* _Exercise prompt_:
Please say how many lines in the records below contain the word "LeagueResult", giving the number alone.

-------- Input data --------

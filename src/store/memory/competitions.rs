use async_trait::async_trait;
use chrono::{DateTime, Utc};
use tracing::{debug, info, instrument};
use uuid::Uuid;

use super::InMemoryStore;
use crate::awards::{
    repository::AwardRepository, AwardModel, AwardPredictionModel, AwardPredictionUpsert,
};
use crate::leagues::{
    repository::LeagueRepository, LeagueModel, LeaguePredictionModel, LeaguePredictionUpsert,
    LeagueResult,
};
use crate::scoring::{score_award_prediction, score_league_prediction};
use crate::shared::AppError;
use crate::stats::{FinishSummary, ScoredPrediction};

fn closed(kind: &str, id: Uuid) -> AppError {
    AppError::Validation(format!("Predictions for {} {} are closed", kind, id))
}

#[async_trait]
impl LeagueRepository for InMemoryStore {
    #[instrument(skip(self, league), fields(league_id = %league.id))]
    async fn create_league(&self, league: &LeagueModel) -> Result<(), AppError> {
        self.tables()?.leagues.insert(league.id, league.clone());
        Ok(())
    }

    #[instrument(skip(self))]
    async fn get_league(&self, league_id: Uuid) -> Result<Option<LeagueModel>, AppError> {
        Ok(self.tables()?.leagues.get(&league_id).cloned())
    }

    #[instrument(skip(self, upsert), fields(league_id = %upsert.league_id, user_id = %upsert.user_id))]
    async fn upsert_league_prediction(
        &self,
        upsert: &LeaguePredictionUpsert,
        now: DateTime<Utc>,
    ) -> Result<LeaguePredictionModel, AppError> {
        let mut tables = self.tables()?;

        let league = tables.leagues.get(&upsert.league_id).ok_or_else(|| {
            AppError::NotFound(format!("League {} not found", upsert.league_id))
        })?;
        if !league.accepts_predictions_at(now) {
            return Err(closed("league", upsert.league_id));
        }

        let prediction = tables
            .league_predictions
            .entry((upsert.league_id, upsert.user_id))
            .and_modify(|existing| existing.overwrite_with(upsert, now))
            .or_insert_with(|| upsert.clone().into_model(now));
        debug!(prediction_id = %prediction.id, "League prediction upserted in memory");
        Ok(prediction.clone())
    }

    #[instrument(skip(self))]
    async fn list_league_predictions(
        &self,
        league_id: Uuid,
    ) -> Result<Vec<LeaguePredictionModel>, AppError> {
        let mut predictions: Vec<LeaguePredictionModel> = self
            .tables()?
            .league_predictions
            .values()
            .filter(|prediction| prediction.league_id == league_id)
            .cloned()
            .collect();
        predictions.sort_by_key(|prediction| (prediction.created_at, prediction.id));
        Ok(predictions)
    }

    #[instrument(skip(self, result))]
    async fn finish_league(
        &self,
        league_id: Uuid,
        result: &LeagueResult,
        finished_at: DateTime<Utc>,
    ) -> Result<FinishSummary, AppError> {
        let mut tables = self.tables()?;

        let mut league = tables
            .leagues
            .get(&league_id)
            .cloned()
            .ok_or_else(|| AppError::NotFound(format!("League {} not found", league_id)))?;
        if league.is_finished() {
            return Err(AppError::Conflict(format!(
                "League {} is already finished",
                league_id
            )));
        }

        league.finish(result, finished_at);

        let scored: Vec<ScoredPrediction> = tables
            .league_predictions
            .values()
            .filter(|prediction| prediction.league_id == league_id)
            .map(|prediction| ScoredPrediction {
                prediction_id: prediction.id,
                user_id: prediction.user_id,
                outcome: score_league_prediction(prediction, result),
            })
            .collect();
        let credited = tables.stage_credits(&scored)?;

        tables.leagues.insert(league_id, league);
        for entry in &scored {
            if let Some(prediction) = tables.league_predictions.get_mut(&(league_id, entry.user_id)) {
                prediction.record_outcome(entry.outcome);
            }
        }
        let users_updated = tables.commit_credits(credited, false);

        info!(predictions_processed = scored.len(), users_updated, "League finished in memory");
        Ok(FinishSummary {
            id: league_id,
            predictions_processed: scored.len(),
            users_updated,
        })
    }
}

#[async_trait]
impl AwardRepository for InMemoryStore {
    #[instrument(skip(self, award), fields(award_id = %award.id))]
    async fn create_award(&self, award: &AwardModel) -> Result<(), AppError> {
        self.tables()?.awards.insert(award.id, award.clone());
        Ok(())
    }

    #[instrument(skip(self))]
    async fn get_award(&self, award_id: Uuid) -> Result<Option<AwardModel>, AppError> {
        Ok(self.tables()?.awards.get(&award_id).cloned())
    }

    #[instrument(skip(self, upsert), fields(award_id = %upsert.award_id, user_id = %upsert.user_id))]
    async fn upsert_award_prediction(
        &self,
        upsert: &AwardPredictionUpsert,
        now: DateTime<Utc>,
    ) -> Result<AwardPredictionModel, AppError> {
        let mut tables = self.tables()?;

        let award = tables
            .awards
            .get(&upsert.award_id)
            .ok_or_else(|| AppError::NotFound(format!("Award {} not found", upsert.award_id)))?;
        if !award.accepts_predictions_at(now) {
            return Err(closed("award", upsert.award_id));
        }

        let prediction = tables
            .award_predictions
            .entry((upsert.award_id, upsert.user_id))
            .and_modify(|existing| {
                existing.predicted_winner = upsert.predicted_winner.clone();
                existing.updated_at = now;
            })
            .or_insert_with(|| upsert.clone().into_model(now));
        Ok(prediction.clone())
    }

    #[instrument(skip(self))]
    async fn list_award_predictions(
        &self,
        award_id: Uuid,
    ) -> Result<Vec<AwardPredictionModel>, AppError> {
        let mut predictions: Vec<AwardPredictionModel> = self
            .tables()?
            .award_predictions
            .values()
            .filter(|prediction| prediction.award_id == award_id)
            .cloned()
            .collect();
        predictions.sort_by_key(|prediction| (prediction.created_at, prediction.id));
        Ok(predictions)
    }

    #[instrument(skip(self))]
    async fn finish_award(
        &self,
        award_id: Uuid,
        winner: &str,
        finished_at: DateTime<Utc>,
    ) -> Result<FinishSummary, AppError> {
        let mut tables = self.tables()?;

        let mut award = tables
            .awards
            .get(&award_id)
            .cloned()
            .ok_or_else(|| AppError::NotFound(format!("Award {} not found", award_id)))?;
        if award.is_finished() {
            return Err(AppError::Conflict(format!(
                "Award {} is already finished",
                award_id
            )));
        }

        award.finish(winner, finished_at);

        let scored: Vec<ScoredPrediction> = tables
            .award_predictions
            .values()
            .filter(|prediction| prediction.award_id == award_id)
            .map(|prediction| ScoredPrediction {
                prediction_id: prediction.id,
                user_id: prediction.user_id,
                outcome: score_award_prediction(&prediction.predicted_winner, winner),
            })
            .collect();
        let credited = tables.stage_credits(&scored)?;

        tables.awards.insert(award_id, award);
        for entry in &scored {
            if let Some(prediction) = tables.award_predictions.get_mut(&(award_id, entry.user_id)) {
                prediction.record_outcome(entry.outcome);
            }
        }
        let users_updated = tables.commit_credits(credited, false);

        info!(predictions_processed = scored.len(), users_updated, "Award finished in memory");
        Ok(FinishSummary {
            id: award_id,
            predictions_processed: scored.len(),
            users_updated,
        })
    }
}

--------
-------- Input data --------

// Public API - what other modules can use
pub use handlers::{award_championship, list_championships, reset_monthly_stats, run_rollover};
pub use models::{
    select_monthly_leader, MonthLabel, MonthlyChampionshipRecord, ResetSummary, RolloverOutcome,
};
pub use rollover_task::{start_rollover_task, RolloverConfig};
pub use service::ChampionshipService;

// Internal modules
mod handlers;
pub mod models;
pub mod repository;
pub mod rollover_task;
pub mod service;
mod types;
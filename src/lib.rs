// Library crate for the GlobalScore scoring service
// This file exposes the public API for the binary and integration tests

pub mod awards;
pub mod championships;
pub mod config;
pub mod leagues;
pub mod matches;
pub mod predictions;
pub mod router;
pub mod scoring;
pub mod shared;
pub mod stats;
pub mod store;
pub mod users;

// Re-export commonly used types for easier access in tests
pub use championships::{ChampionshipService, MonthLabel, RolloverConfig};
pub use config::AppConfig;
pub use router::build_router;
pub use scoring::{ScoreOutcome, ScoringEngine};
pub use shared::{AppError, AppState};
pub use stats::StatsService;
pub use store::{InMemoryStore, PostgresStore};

--------

* _Solution to the exercise_:
2